[Stored data]
....
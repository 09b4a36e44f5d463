/// Configuration management for the API server
///
/// This module loads configuration from environment variables (and a `.env`
/// file if present) and provides a type-safe configuration struct.
///
/// # Environment Variables
///
/// - `API_HOST`: Host to bind to (default: 0.0.0.0)
/// - `API_PORT`: Port to bind to (default: 5000)
/// - `CORS_ORIGINS`: Comma-separated allowed origins, `*` for any (default: *)
/// - `DATABASE_URL`: SQLite URL (default: sqlite://volunteer_hub.db)
/// - `DATABASE_MAX_CONNECTIONS`: Pool size (default: 5)
/// - `TASK_DAILY_LIMIT`: Posts per user per trailing 24 hours (default: 5)
/// - `SEED_SAMPLE_DATA`: Insert sample data into an empty database (default: true)
/// - `MATCH_RNG_SEED`: Fixed seed for match bonuses and mock distances (default: unset)
/// - `LOG_FORMAT`: `json` for JSON logs, anything else for text
/// - `RUST_LOG`: Log filter
///
/// # Example
///
/// ```no_run
/// use volunhub_api::config::Config;
///
/// # fn example() -> anyhow::Result<()> {
/// let config = Config::from_env()?;
/// println!("Server will listen on {}", config.bind_address());
/// # Ok(())
/// # }
/// ```

use anyhow::Context;
use serde::{Deserialize, Serialize};
use std::env;
use std::str::FromStr;
use volunhub_shared::db::pool::DatabaseConfig as PoolConfig;
use volunhub_shared::quota::DEFAULT_DAILY_LIMIT;

/// Complete application configuration
#[derive(Debug, Clone, Serialize, Deserialize)]
pub struct Config {
    /// API server configuration
    pub api: ApiConfig,

    /// Database configuration
    pub database: DatabaseConfig,

    /// Task rules
    pub tasks: TaskConfig,
}

/// API server configuration
#[derive(Debug, Clone, Serialize, Deserialize)]
pub struct ApiConfig {
    /// Host to bind to
    pub host: String,

    /// Port to bind to
    pub port: u16,

    /// Allowed CORS origins (`*` allows any)
    pub cors_origins: Vec<String>,
}

/// Database configuration
#[derive(Debug, Clone, Serialize, Deserialize)]
pub struct DatabaseConfig {
    /// SQLite connection URL
    pub url: String,

    /// Maximum number of connections in pool
    pub max_connections: u32,

    /// Insert sample data when the users table is empty
    pub seed_sample_data: bool,
}

/// Task rules
#[derive(Debug, Clone, Serialize, Deserialize)]
pub struct TaskConfig {
    /// Posts allowed per user per trailing 24 hours
    pub daily_limit: u32,

    /// Seed for the match/distance RNG; entropy when None
    pub match_rng_seed: Option<u64>,
}

impl Default for Config {
    fn default() -> Self {
        Self {
            api: ApiConfig {
                host: "0.0.0.0".to_string(),
                port: 5000,
                cors_origins: vec!["*".to_string()],
            },
            database: DatabaseConfig {
                url: "sqlite://volunteer_hub.db".to_string(),
                max_connections: 5,
                seed_sample_data: true,
            },
            tasks: TaskConfig {
                daily_limit: DEFAULT_DAILY_LIMIT,
                match_rng_seed: None,
            },
        }
    }
}

impl Config {
    /// Loads configuration from environment variables
    ///
    /// # Errors
    ///
    /// Returns an error if a variable is set to a value that does not parse
    pub fn from_env() -> anyhow::Result<Self> {
        // Load .env file if present (for development)
        dotenvy::dotenv().ok();

        Self::from_lookup(|key| env::var(key).ok())
    }

    /// Loads configuration through a variable lookup function
    ///
    /// Unset variables take their defaults.
    pub fn from_lookup<F>(lookup: F) -> anyhow::Result<Self>
    where
        F: Fn(&str) -> Option<String>,
    {
        let defaults = Self::default();

        let cors_origins = match lookup("CORS_ORIGINS") {
            Some(raw) => raw
                .split(',')
                .map(str::trim)
                .filter(|origin| !origin.is_empty())
                .map(str::to_string)
                .collect(),
            None => defaults.api.cors_origins,
        };

        let daily_limit: u32 = parse_or(&lookup, "TASK_DAILY_LIMIT", defaults.tasks.daily_limit)?;
        if daily_limit == 0 {
            anyhow::bail!("TASK_DAILY_LIMIT must be at least 1");
        }

        let match_rng_seed = match lookup("MATCH_RNG_SEED") {
            Some(raw) => Some(
                raw.parse::<u64>()
                    .with_context(|| format!("MATCH_RNG_SEED has invalid value '{}'", raw))?,
            ),
            None => None,
        };

        let seed_sample_data = match lookup("SEED_SAMPLE_DATA") {
            Some(raw) => parse_bool(&raw)
                .with_context(|| format!("SEED_SAMPLE_DATA has invalid value '{}'", raw))?,
            None => defaults.database.seed_sample_data,
        };

        Ok(Self {
            api: ApiConfig {
                host: lookup("API_HOST").unwrap_or(defaults.api.host),
                port: parse_or(&lookup, "API_PORT", defaults.api.port)?,
                cors_origins,
            },
            database: DatabaseConfig {
                url: lookup("DATABASE_URL").unwrap_or(defaults.database.url),
                max_connections: parse_or(
                    &lookup,
                    "DATABASE_MAX_CONNECTIONS",
                    defaults.database.max_connections,
                )?,
                seed_sample_data,
            },
            tasks: TaskConfig {
                daily_limit,
                match_rng_seed,
            },
        })
    }

    /// Returns the server bind address
    pub fn bind_address(&self) -> String {
        format!("{}:{}", self.api.host, self.api.port)
    }

    /// Whether any origin may call the API
    pub fn allows_any_origin(&self) -> bool {
        self.api.cors_origins.iter().any(|origin| origin == "*")
    }

    /// Pool settings for the shared database layer
    ///
    /// An in-memory URL always gets a single connection.
    pub fn pool_config(&self) -> PoolConfig {
        if self.database.url.contains(":memory:") {
            return PoolConfig {
                url: self.database.url.clone(),
                ..PoolConfig::in_memory()
            };
        }

        PoolConfig {
            url: self.database.url.clone(),
            max_connections: self.database.max_connections,
            ..PoolConfig::default()
        }
    }
}

fn parse_or<T, F>(lookup: &F, key: &str, default: T) -> anyhow::Result<T>
where
    T: FromStr,
    T::Err: std::error::Error + Send + Sync + 'static,
    F: Fn(&str) -> Option<String>,
{
    match lookup(key) {
        Some(raw) => raw
            .trim()
            .parse::<T>()
            .with_context(|| format!("{} has invalid value '{}'", key, raw)),
        None => Ok(default),
    }
}

fn parse_bool(raw: &str) -> anyhow::Result<bool> {
    match raw.trim().to_ascii_lowercase().as_str() {
        "1" | "true" | "yes" | "on" => Ok(true),
        "0" | "false" | "no" | "off" => Ok(false),
        _ => anyhow::bail!("expected a boolean"),
    }
}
....
◆ Task item:
Write the entries above out again, unchanged and complete.

◆ Your solution:
repository 09b4a36e44f5d463
/// Configuration management for the API server
///
/// This module loads configuration from environment variables (and a `.env`
/// file if present) and provides a type-safe configuration struct.
///
/// # Environment Variables
///
/// - `API_HOST`: Host to bind to (default: 0.0.0.0)
/// - `API_PORT`: Port to bind to (default: 5000)
/// - `CORS_ORIGINS`: Comma-separated allowed origins, `*` for any (default: *)
/// - `DATABASE_URL`: SQLite URL (default: sqlite://volunteer_hub.db)
/// - `DATABASE_MAX_CONNECTIONS`: Pool size (default: 5)
/// - `TASK_DAILY_LIMIT`: Posts per user per trailing 24 hours (default: 5)
/// - `SEED_SAMPLE_DATA`: Insert sample data into an empty database (default: true)
/// - `MATCH_RNG_SEED`: Fixed seed for match bonuses and mock distances (default: unset)
/// - `LOG_FORMAT`: `json` for JSON logs, anything else for text
/// - `RUST_LOG`: Log filter
///
/// # Example
///
/// ```no_run
/// use volunhub_api::config::Config;
///
/// # fn example() -> anyhow::Result<()> {
/// let config = Config::from_env()?;
/// println!("Server will listen on {}", config.bind_address());
/// # Ok(())
/// # }
/// ```

use anyhow::Context;
use serde::{Deserialize, Serialize};
use std::env;
use std::str::FromStr;
use volunhub_shared::db::pool::DatabaseConfig as PoolConfig;
use volunhub_shared::quota::DEFAULT_DAILY_LIMIT;

/// Complete application configuration
#[derive(Debug, Clone, Serialize, Deserialize)]
pub struct Config {
    /// API server configuration
    pub api: ApiConfig,

    /// Database configuration
    pub database: DatabaseConfig,

    /// Task rules
    pub tasks: TaskConfig,
}

/// API server configuration
#[derive(Debug, Clone, Serialize, Deserialize)]
pub struct ApiConfig {
    /// Host to bind to
    pub host: String,

    /// Port to bind to
    pub port: u16,

    /// Allowed CORS origins (`*` allows any)
    pub cors_origins: Vec<String>,
}

/// Database configuration
#[derive(Debug, Clone, Serialize, Deserialize)]
pub struct DatabaseConfig {
    /// SQLite connection URL
    pub url: String,

    /// Maximum number of connections in pool
    pub max_connections: u32,

    /// Insert sample data when the users table is empty
    pub seed_sample_data: bool,
}

/// Task rules
#[derive(Debug, Clone, Serialize, Deserialize)]
pub struct TaskConfig {
    /// Posts allowed per user per trailing 24 hours
    pub daily_limit: u32,

    /// Seed for the match/distance RNG; entropy when None
    pub match_rng_seed: Option<u64>,
}

impl Default for Config {
    fn default() -> Self {
        Self {
            api: ApiConfig {
                host: "0.0.0.0".to_string(),
                port: 5000,
                cors_origins: vec!["*".to_string()],
            },
            database: DatabaseConfig {
                url: "sqlite://volunteer_hub.db".to_string(),
                max_connections: 5,
                seed_sample_data: true,
            },
            tasks: TaskConfig {
                daily_limit: DEFAULT_DAILY_LIMIT,
                match_rng_seed: None,
            },
        }
    }
}

impl Config {
    /// Loads configuration from environment variables
    ///
    /// # Errors
    ///
    /// Returns an error if a variable is set to a value that does not parse
    pub fn from_env() -> anyhow::Result<Self> {
        // Load .env file if present (for development)
        dotenvy::dotenv().ok();

        Self::from_lookup(|key| env::var(key).ok())
    }

    /// Loads configuration through a variable lookup function
    ///
    /// Unset variables take their defaults.
    pub fn from_lookup<F>(lookup: F) -> anyhow::Result<Self>
    where
        F: Fn(&str) -> Option<String>,
    {
        let defaults = Self::default();

        let cors_origins = match lookup("CORS_ORIGINS") {
            Some(raw) => raw
                .split(',')
                .map(str::trim)
                .filter(|origin| !origin.is_empty())
                .map(str::to_string)
                .collect(),
            None => defaults.api.cors_origins,
        };

        let daily_limit: u32 = parse_or(&lookup, "TASK_DAILY_LIMIT", defaults.tasks.daily_limit)?;
        if daily_limit == 0 {
            anyhow::bail!("TASK_DAILY_LIMIT must be at least 1");
        }

        let match_rng_seed = match lookup("MATCH_RNG_SEED") {
            Some(raw) => Some(
                raw.parse::<u64>()
                    .with_context(|| format!("MATCH_RNG_SEED has invalid value '{}'", raw))?,
            ),
            None => None,
        };

        let seed_sample_data = match lookup("SEED_SAMPLE_DATA") {
            Some(raw) => parse_bool(&raw)
                .with_context(|| format!("SEED_SAMPLE_DATA has invalid value '{}'", raw))?,
            None => defaults.database.seed_sample_data,
        };

        Ok(Self {
            api: ApiConfig {
                host: lookup("API_HOST").unwrap_or(defaults.api.host),
                port: parse_or(&lookup, "API_PORT", defaults.api.port)?,
                cors_origins,
            },
            database: DatabaseConfig {
                url: lookup("DATABASE_URL").unwrap_or(defaults.database.url),
                max_connections: parse_or(
                    &lookup,
                    "DATABASE_MAX_CONNECTIONS",
                    defaults.database.max_connections,
                )?,
                seed_sample_data,
            },
            tasks: TaskConfig {
                daily_limit,
                match_rng_seed,
            },
        })
    }

    /// Returns the server bind address
    pub fn bind_address(&self) -> String {
        format!("{}:{}", self.api.host, self.api.port)
    }

    /// Whether any origin may call the API
    pub fn allows_any_origin(&self) -> bool {
        self.api.cors_origins.iter().any(|origin| origin == "*")
    }

    /// Pool settings for the shared database layer
    ///
    /// An in-memory URL always gets a single connection.
    pub fn pool_config(&self) -> PoolConfig {
        if self.database.url.contains(":memory:") {
            return PoolConfig {
                url: self.database.url.clone(),
                ..PoolConfig::in_memory()
            };
        }

        PoolConfig {
            url: self.database.url.clone(),
            max_connections: self.database.max_connections,
            ..PoolConfig::default()
        }
    }
}

fn parse_or<T, F>(lookup: &F, key: &str, default: T) -> anyhow::Result<T>
where
    T: FromStr,
    T::Err: std::error::Error + Send + Sync + 'static,
    F: Fn(&str) -> Option<String>,
{
    match lookup(key) {
        Some(raw) => raw
            .trim()
            .parse::<T>()
            .with_context(|| format!("{} has invalid value '{}'", key, raw)),
        None => Ok(default),
    }
}

fn parse_bool(raw: &str) -> anyhow::Result<bool> {
    match raw.trim().to_ascii_lowercase().as_str() {
        "1" | "true" | "yes" | "on" => Ok(true),
        "0" | "false" | "no" | "off" => Ok(false),
        _ => anyhow::bail!("expected a boolean"),
    }
}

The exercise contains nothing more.